Saved data entries:
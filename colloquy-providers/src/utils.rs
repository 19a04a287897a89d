//! Common utilities for provider implementations

use crate::error::{timeout_error, HttpError};
use colloquy_core::Error;
use std::future::Future;
use std::time::Duration;

/// Await a transport call, enforcing an optional deadline
///
/// Transport failures and an elapsed deadline both come back as inference
/// failures for `provider`. Dropping the inner future on timeout cancels the
/// request.
pub async fn with_deadline<T, F>(provider: &str, timeout: Option<Duration>, call: F) -> Result<T, Error>
where
    F: Future<Output = Result<T, HttpError>>,
{
    let outcome = match timeout {
        Some(limit) => tokio::time::timeout(limit, call)
            .await
            .map_err(|_| timeout_error(provider, limit))?,
        None => call.await,
    };
    outcome.map_err(|e| e.into_inference(provider))
}
//! Error types for fetch-layer operations.
//!
//! This module defines [`DataError`] which covers every failure that can occur
//! when requesting, parsing, or storing market data.

use thiserror::Error;

/// Errors that can occur during data operations.
#[derive(Error, Debug)]
pub enum DataError {
    /// Network-related errors (connection failures, timeouts, etc.).
    #[error("Network error: {0}")]
    Network(String),

    /// Rate limit exceeded by a provider.
    #[error("Rate limited by {provider}: retry after {retry_after:?}")]
    RateLimited {
        /// The provider that rate limited the request.
        provider: String,
        /// Suggested time to wait before retrying.
        retry_after: Option<std::time::Duration>,
    },

    /// The upstream answered with a status that will not resolve on retry.
    #[error("HTTP {status} from {url}")]
    Http {
        /// Response status code.
        status: u16,
        /// Requested URL, without query parameters.
        url: String,
    },

    /// Error parsing data from a provider.
    #[error("Parse error: {0}")]
    Parse(String),

    /// Error interacting with the cache or news store.
    #[error("Cache error: {0}")]
    Cache(String),

    /// The requested provider is not configured.
    #[error("Provider not configured: {0}")]
    ProviderNotConfigured(String),

    /// An invalid parameter was provided.
    #[error("Invalid parameter: {0}")]
    InvalidParameter(String),

    /// The requested feature is not supported.
    #[error("Feature not supported: {0}")]
    NotSupported(String),

    /// Any other error.
    #[error("{0}")]
    Other(String),
}

/// Result type alias using [`DataError`].
pub type Result<T> = std::result::Result<T, DataError>;
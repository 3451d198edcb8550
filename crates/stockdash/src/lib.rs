#![doc = include_str!("../README.md")]
#![doc(issue_tracker_base_url = "https://github.com/stockdash/stockdash/issues/")]
#![cfg_attr(docsrs, feature(doc_cfg, doc_auto_cfg))]
#![warn(missing_docs)]
#![forbid(unsafe_code)]

//! Cached, multi-provider fetch layer for a stock dashboard.
//!
//! This crate re-exports the core types, the storage backends and the
//! enabled providers, and adds:
//!
//! - [`Config`] - Credentials, database path and cache settings
//! - [`Fetcher`] - Cache-first orchestration over a provider chain
//! - [`StockService`] - The entry point the presentation layer uses

// Core types and traits
pub use stockdash_core::*;

// Storage
pub use stockdash_cache::{CacheLayer, InMemoryStore, NoopStore};
#[cfg(feature = "cache-sqlite")]
pub use stockdash_cache::SqliteStore;

// HTTP
pub use stockdash_http::{RetryClient, RetryPolicy};

// Providers
#[cfg(feature = "alphavantage")]
pub use stockdash_alphavantage::AlphaVantageProvider;
#[cfg(feature = "scrape")]
pub use stockdash_scrape::FinvizNewsProvider;
#[cfg(feature = "yahoo")]
pub use stockdash_yahoo::YahooProvider;

mod config;
mod fetcher;
mod service;

pub use config::{CacheKeyScope, CacheTtls, Config, DEFAULT_DB_PATH, DEFAULT_YAHOO_DELAY};
pub use fetcher::{Fetcher, SHARED_CACHE_LABEL};
pub use service::{DEFAULT_NEWS_LIMIT, StockService};
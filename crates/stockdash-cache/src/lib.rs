#![doc = include_str!("../README.md")]
#![doc(issue_tracker_base_url = "https://github.com/stockdash/stockdash/issues/")]
#![cfg_attr(docsrs, feature(doc_cfg, doc_auto_cfg))]
#![warn(missing_docs)]
#![forbid(unsafe_code)]

//! Storage implementations for the stockdash fetch layer.
//!
//! This crate provides implementations of the [`KeyValueStore`] and
//! [`NewsStore`] traits from `stockdash-core`:
//!
//! - [`SqliteStore`] - Persistent SQLite-based store (default, requires `sqlite` feature)
//! - [`InMemoryStore`] - Simple in-memory store for testing
//! - [`NoopStore`] - No-op store that doesn't keep anything
//!
//! and the [`CacheLayer`] that adds TTL freshness on top of any of them.

/// TTL freshness layer.
pub mod layer;
/// In-memory store implementation.
pub mod memory;
/// No-op store implementation.
pub mod noop;

/// SQLite-based store implementation.
#[cfg(feature = "sqlite")]
pub mod sqlite;

// Re-export the traits for convenience
pub use stockdash_core::{KeyValueStore, NewsStore};

// Re-export implementations
pub use layer::{CacheLayer, CachedPayload, PAYLOAD_VERSION};
pub use memory::InMemoryStore;
pub use noop::NoopStore;

#[cfg(feature = "sqlite")]
pub use sqlite::SqliteStore;
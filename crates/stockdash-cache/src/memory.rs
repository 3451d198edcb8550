//! In-memory store implementation.

use async_trait::async_trait;
use chrono::Utc;
use std::collections::HashMap;
use stockdash_core::{CacheEntry, KeyValueStore, NewsItem, NewsStore, Result, Symbol};
use tokio::sync::RwLock;
use tracing::{debug, instrument};

/// Simple in-memory store for testing and development.
///
/// Data is stored in `RwLock`-protected `HashMap`s and is lost when the store
/// is dropped. Ordering rules match [`SqliteStore`](crate::SqliteStore).
#[derive(Debug, Default)]
pub struct InMemoryStore {
    entries: RwLock<HashMap<String, CacheEntry>>,
    news: RwLock<HashMap<Symbol, Vec<NewsItem>>>,
}

impl InMemoryStore {
    /// Create a new empty in-memory store.
    #[must_use]
    pub fn new() -> Self {
        Self::default()
    }
}

#[async_trait]
impl KeyValueStore for InMemoryStore {
    #[instrument(skip(self))]
    async fn get(&self, key: &str) -> Result<Option<CacheEntry>> {
        let entries = self.entries.read().await;
        match entries.get(key) {
            Some(entry) => {
                debug!("Found cache row");
                Ok(Some(entry.clone()))
            }
            None => {
                debug!("No cache row found");
                Ok(None)
            }
        }
    }

    #[instrument(skip(self, value))]
    async fn set(&self, key: &str, value: &str) -> Result<()> {
        let entry = CacheEntry {
            key: key.to_string(),
            value: value.to_string(),
            updated_at: Utc::now(),
        };
        self.entries.write().await.insert(key.to_string(), entry);
        debug!("Stored cache row");
        Ok(())
    }
}

#[async_trait]
impl NewsStore for InMemoryStore {
    #[instrument(skip(self, items), fields(symbol = %symbol, count = items.len()))]
    async fn append_news(&self, symbol: &Symbol, items: &[NewsItem]) -> Result<()> {
        let mut news = self.news.write().await;
        news.entry(symbol.clone())
            .or_default()
            .extend(items.iter().cloned());
        debug!("Stored {} news rows", items.len());
        Ok(())
    }

    #[instrument(skip(self), fields(symbol = %symbol))]
    async fn list_news(&self, symbol: &Symbol, limit: usize) -> Result<Vec<NewsItem>> {
        let news = self.news.read().await;
        let mut items = news.get(symbol).cloned().unwrap_or_default();

        // None sorts below Some, so undated rows land last.
        items.sort_by(|a, b| b.published_at.cmp(&a.published_at));
        items.truncate(limit);
        debug!("Found {} news rows", items.len());
        Ok(items)
    }
}

#[cfg(test)]
mod tests {
    use super::*;

    #[tokio::test]
    async fn test_memory_store_round_trip() {
        let store = InMemoryStore::new();

        assert!(store.get("k").await.unwrap().is_none());

        store.set("k", "first").await.unwrap();
        store.set("k", "second").await.unwrap();

        let entry = store.get("k").await.unwrap().unwrap();
        assert_eq!(entry.value, "second");
        assert_eq!(store.entries.read().await.len(), 1);
    }

    #[tokio::test]
    async fn test_memory_store_news_order() {
        let store = InMemoryStore::new();
        let symbol = Symbol::new("AAPL");
        let first = NewsItem::new("First", "https://example.com/1")
            .with_published_at("2024-01-10T09:00:00Z");
        let second = NewsItem::new("Second", "https://example.com/2")
            .with_published_at("2024-01-12T09:00:00Z");
        let undated = NewsItem::new("Undated", "https://example.com/3");

        store
            .append_news(&symbol, &[first.clone(), undated.clone(), second.clone()])
            .await
            .unwrap();

        let items = store.list_news(&symbol, 20).await.unwrap();
        assert_eq!(items, vec![second.clone(), first, undated]);

        let top = store.list_news(&symbol, 1).await.unwrap();
        assert_eq!(top, vec![second]);

        assert!(store.list_news(&Symbol::new("MSFT"), 20).await.unwrap().is_empty());
    }
}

# Task to carry out
Transcribe each line of the data above, unaltered, from the one where "use tokio::sync::RwLock;" appears to the one where "async fn get(&self, key: &str)" appears, inclusive of both.

# Exercise result
use tokio::sync::RwLock;
use tracing::{debug, instrument};

/// Simple in-memory store for testing and development.
///
/// Data is stored in `RwLock`-protected `HashMap`s and is lost when the store
/// is dropped. Ordering rules match [`SqliteStore`](crate::SqliteStore).
#[derive(Debug, Default)]
pub struct InMemoryStore {
    entries: RwLock<HashMap<String, CacheEntry>>,
    news: RwLock<HashMap<Symbol, Vec<NewsItem>>>,
}

impl InMemoryStore {
    /// Create a new empty in-memory store.
    #[must_use]
    pub fn new() -> Self {
        Self::default()
    }
}

#[async_trait]
impl KeyValueStore for InMemoryStore {
    #[instrument(skip(self))]
    async fn get(&self, key: &str) -> Result<Option<CacheEntry>> {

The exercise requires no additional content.